Conheci-a através de um livro – «O Vinho e a Lira”» - que
a minha irmã me mandou para África, pelos anos 60, juntamente com o de Ari dos
Santos – «Insofrimento in sofrimento». Preferi-lhe este último, cuja
escrita mais simples, embora de pensamento explosivo de revolta e violência,
quadrava melhor com a minha capacidade
perceptiva, educada segundo os padrões reflexivos mas claros dos estilos
clássicos, passados e mesmo presentes - como os de Simone de Beauvoir e de
Sartre, então na berra, no seu papel contestatário que alargou os horizontes
ideológicos da sua época, na criação de personagens modelados em rebeldia ou contestação
a uma sociedade burguesa de modelo convencional, embora de uma elegância
natural, de expressão séria ou irónica, sem ornatos.
Natália Correia era toda ela artifício verbal, de
ninfa oceânica em torrentes de palavras fugidias mas poderosas, de uma
complexidade surrealística, de pontilhismo inegavelmente engenhoso no
rebuscamento da imagem precisa para um discurso de estilhaços verbais em
insinuações descritivas, caso do poema introdutório justificativo do título: “O
vinho e a lira”, que faz evocar o universo imaginário de “Invitation au voyage”
de Baudelaire, onde «Là, tout n’est qu’ordre et beauté Luxe, calme et volupté», mas com a vaga
pretensão a um desenho de «compasso e esquadro» à Cesário Verde, emaranhado
em molezas surrealistas deformadoras:
«A oriente sou toda lira exacta
dérmica solar biografo-me a desenho à pena com a
tinta da estrela polar.
À maternidade da pedra restituo a casa a levante e o teu sorriso é navegável sem rápidos de ciúme e sangue.
Por esse lado tive infância e derreto a neve das fotografias destapando o quebra-luz de uma tépida estampa de tias.
A meu oriente de polido mogno meu verso tem cadeiras e o habito com amigos e respiram os móveis um sossego de folhas de eucalipto.»
Conheci Natália Correia depois, nas proeminências
intelectuais que o 25 de Abril projectou para a ribalta das notoriedades
contestatárias do antigamente.
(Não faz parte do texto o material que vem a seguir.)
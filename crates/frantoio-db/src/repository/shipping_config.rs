//! Shipping configuration repository.
//!
//! The whole tariff table is one JSON document in a single-row table,
//! mirroring how the back-office edits it: load, tweak, replace. The
//! document is validated in core before `save` is ever called.

use chrono::Utc;
use sqlx::SqlitePool;
use tracing::debug;

use crate::error::DbResult;
use frantoio_core::shipping::ShippingConfig;

/// Repository for the shipping configuration document.
#[derive(Debug, Clone)]
pub struct ShippingConfigRepository {
    pool: SqlitePool,
}

impl ShippingConfigRepository {
    /// Creates a new ShippingConfigRepository.
    pub fn new(pool: SqlitePool) -> Self {
        ShippingConfigRepository { pool }
    }

    /// Loads the current configuration.
    ///
    /// Falls back to [`ShippingConfig::seed_default`] when the shop has
    /// never saved one, so quoting works out of the box.
    pub async fn load(&self) -> DbResult<ShippingConfig> {
        let document: Option<String> =
            sqlx::query_scalar("SELECT document FROM shipping_config WHERE id = 1")
                .fetch_optional(&self.pool)
                .await?;

        match document {
            Some(json) => Ok(serde_json::from_str(&json)?),
            None => Ok(ShippingConfig::seed_default()),
        }
    }

    /// Replaces the configuration document.
    pub async fn save(&self, config: &ShippingConfig) -> DbResult<()> {
        debug!(
            zones = config.zones.len(),
            domestic_tiers = config.domestic_tiers.len(),
            "Saving shipping configuration"
        );

        let json = serde_json::to_string(config)?;
        let now = Utc::now();

        sqlx::query(
            r#"
            INSERT INTO shipping_config (id, document, updated_at)
            VALUES (1, ?1, ?2)
            ON CONFLICT(id) DO UPDATE SET
                document = excluded.document,
                updated_at = excluded.updated_at
            "#,
        )
        .bind(&json)
        .bind(now)
        .execute(&self.pool)
        .await?;

        Ok(())
    }
}

// =============================================================================
// Unit Tests
// =============================================================================

#[cfg(test)]
mod tests {
    use super::*;
    use crate::pool::{Database, DbConfig};

    #[tokio::test]
    async fn test_load_falls_back_to_seed() {
        let db = Database::new(DbConfig::in_memory()).await.unwrap();
        let repo = db.shipping_config();

        let config = repo.load().await.unwrap();
        assert_eq!(config, ShippingConfig::seed_default());
    }

    #[tokio::test]
    async fn test_save_and_reload() {
        let db = Database::new(DbConfig::in_memory()).await.unwrap();
        let repo = db.shipping_config();

        let mut config = ShippingConfig::seed_default();
        config.free_shipping_threshold_cents = Some(12_000);
        repo.save(&config).await.unwrap();

        let reloaded = repo.load().await.unwrap();
        assert_eq!(reloaded.free_shipping_threshold_cents, Some(12_000));

        // Second save replaces, never duplicates
        config.free_shipping_threshold_cents = None;
        repo.save(&config).await.unwrap();
        let reloaded = repo.load().await.unwrap();
        assert_eq!(reloaded.free_shipping_threshold_cents, None);
    }
}
//! Telegram channel.
//!
//! Posts order pings to the owners' group chat via the Bot API
//! `sendMessage` method.

use std::future::Future;
use std::pin::Pin;
use std::time::Duration;

use reqwest::Client;
use serde::Serialize;
use tracing::debug;

use frantoio_core::types::NotificationChannel;

use crate::channel::{ChannelSender, OutboundMessage};
use crate::config::TelegramConfig;
use crate::error::{NotifyError, NotifyResult};

#[derive(Debug, Serialize)]
struct SendMessageRequest<'a> {
    chat_id: &'a str,
    text: &'a str,
}

/// Telegram Bot API sender.
pub struct TelegramSender {
    client: Client,
    config: TelegramConfig,
}

impl TelegramSender {
    /// Creates a new Telegram sender.
    pub fn new(config: TelegramConfig) -> NotifyResult<Self> {
        let client = Client::builder()
            .timeout(Duration::from_secs(15))
            .build()
            .map_err(|e| NotifyError::Transport(e.to_string()))?;

        Ok(TelegramSender { client, config })
    }

    fn send_url(&self) -> String {
        format!(
            "https://api.telegram.org/bot{}/sendMessage",
            self.config.bot_token
        )
    }

    async fn deliver(&self, message: &OutboundMessage) -> NotifyResult<()> {
        debug!(chat_id = %self.config.chat_id, "Sending Telegram message");

        let request = SendMessageRequest {
            chat_id: &self.config.chat_id,
            text: &message.body,
        };

        let response = self
            .client
            .post(self.send_url())
            .json(&request)
            .send()
            .await?;

        let status = response.status();
        if !status.is_success() {
            let body = response.text().await.unwrap_or_default();
            return Err(NotifyError::Api {
                channel: "telegram",
                status: status.as_u16(),
                body,
            });
        }

        Ok(())
    }
}

impl ChannelSender for TelegramSender {
    fn channel(&self) -> NotificationChannel {
        NotificationChannel::Telegram
    }

    fn send<'a>(
        &'a self,
        message: &'a OutboundMessage,
    ) -> Pin<Box<dyn Future<Output = NotifyResult<()>> + Send + 'a>> {
        Box::pin(self.deliver(message))
    }
}

#[cfg(test)]
mod tests {
    use super::*;

    #[test]
    fn test_send_url_embeds_token() {
        let sender = TelegramSender::new(TelegramConfig {
            bot_token: "123:abc".into(),
            chat_id: "-100456".into(),
        })
        .unwrap();

        assert_eq!(
            sender.send_url(),
            "https://api.telegram.org/bot123:abc/sendMessage"
        );
    }
}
A televisão deu-nos a imagem de uma mulher
esplendorosa, fascinante de beleza e audácia verbal, retorcida nos seus
ademanes , de uma inteligência sem tabus, que ficou para sempre gravada na
minha memória, pelos seus comentários irónicos e ousados no Parlamento ou em
programas televisivos como “Mátria”, em que ficava presa mais à sua mímica engenhosamente
voluptuosa do que à sua oratória, embora esclarecida e de uma dicção perfeita.
Na Internet descubro os dados biográficos da vida desta
açoriana que viveu 70 anos (13/9/23 – 16/3/93), que foi escritora polígrafa - novelista, dramaturga, poeta e ensaísta -
além de outros pormenores de um viver de muitos amigos e suponho que admiradores. 70 anos vividos, pois, em pujança e glória,
com, certamente, os dissabores naturais a todas as vidas e muito mais a quem
enfrentou corajosamente e provocadoramente políticas de que discordava e de que
alguns poemas são testemunho, entre outros de cariz mais pessoal, em que a
sensualidade é traço dominante, mas também a originalidade das imagens está em
harmonia com a intelectualidade rebuscada do pensamento. Cito, de dezoito
poemas da Internet, como exemplo dessa originalidade o poema I de
O Livro dos Amantes
Glorifiquei-te no eterno.
Eterno dentro de mim
fora de mim perecível.
Para que desses um sentido
a uma sede indefinível.
Para que desses um nome
à exactidão do instante
do fruto que cai na terra
sempre perpendicular
à humidade onde fica.
E o que acontece durante
na rapidez da descida
é a explicação da vida.
Como exemplo da sua ideologia pacifista e do seu amor à vida consciencializada em vasta amplitude de afirmações, o poema «Ode à Paz»:
Pela
verdade, pelo riso, pela luz, pela beleza,
Pelas aves que voam no olhar de uma criança,
Pela limpeza do vento, pelos actos de pureza,
Pela alegria, pelo vinho, pela música, pela dança,
Pela branda melodia do rumor dos regatos,
Pelo fulgor do estio, pelo azul do claro dia,
Pelas flores que esmaltam os campos, pelo sossego dos pastos,
Pela exactidão das rosas, pela Sabedoria,
Pelas pérolas que gotejam dos olhos dos amantes,
Pelos prodígios que são verdadeiros nos sonhos,
Pelo amor, pela liberdade, pelas coisas radiantes,
Pelos aromas maduros de suaves outonos,
Pela futura manhã dos grandes transparentes,
Pelas entranhas maternas e fecundas da terra,
Pelas lágrimas das mães a quem nuvens sangrentas
Arrebatam os filhos para a torpeza da guerra,
Eu te conjuro ó paz, eu te invoco ó benigna,
Ó Santa, ó talismã contra a indústria feroz.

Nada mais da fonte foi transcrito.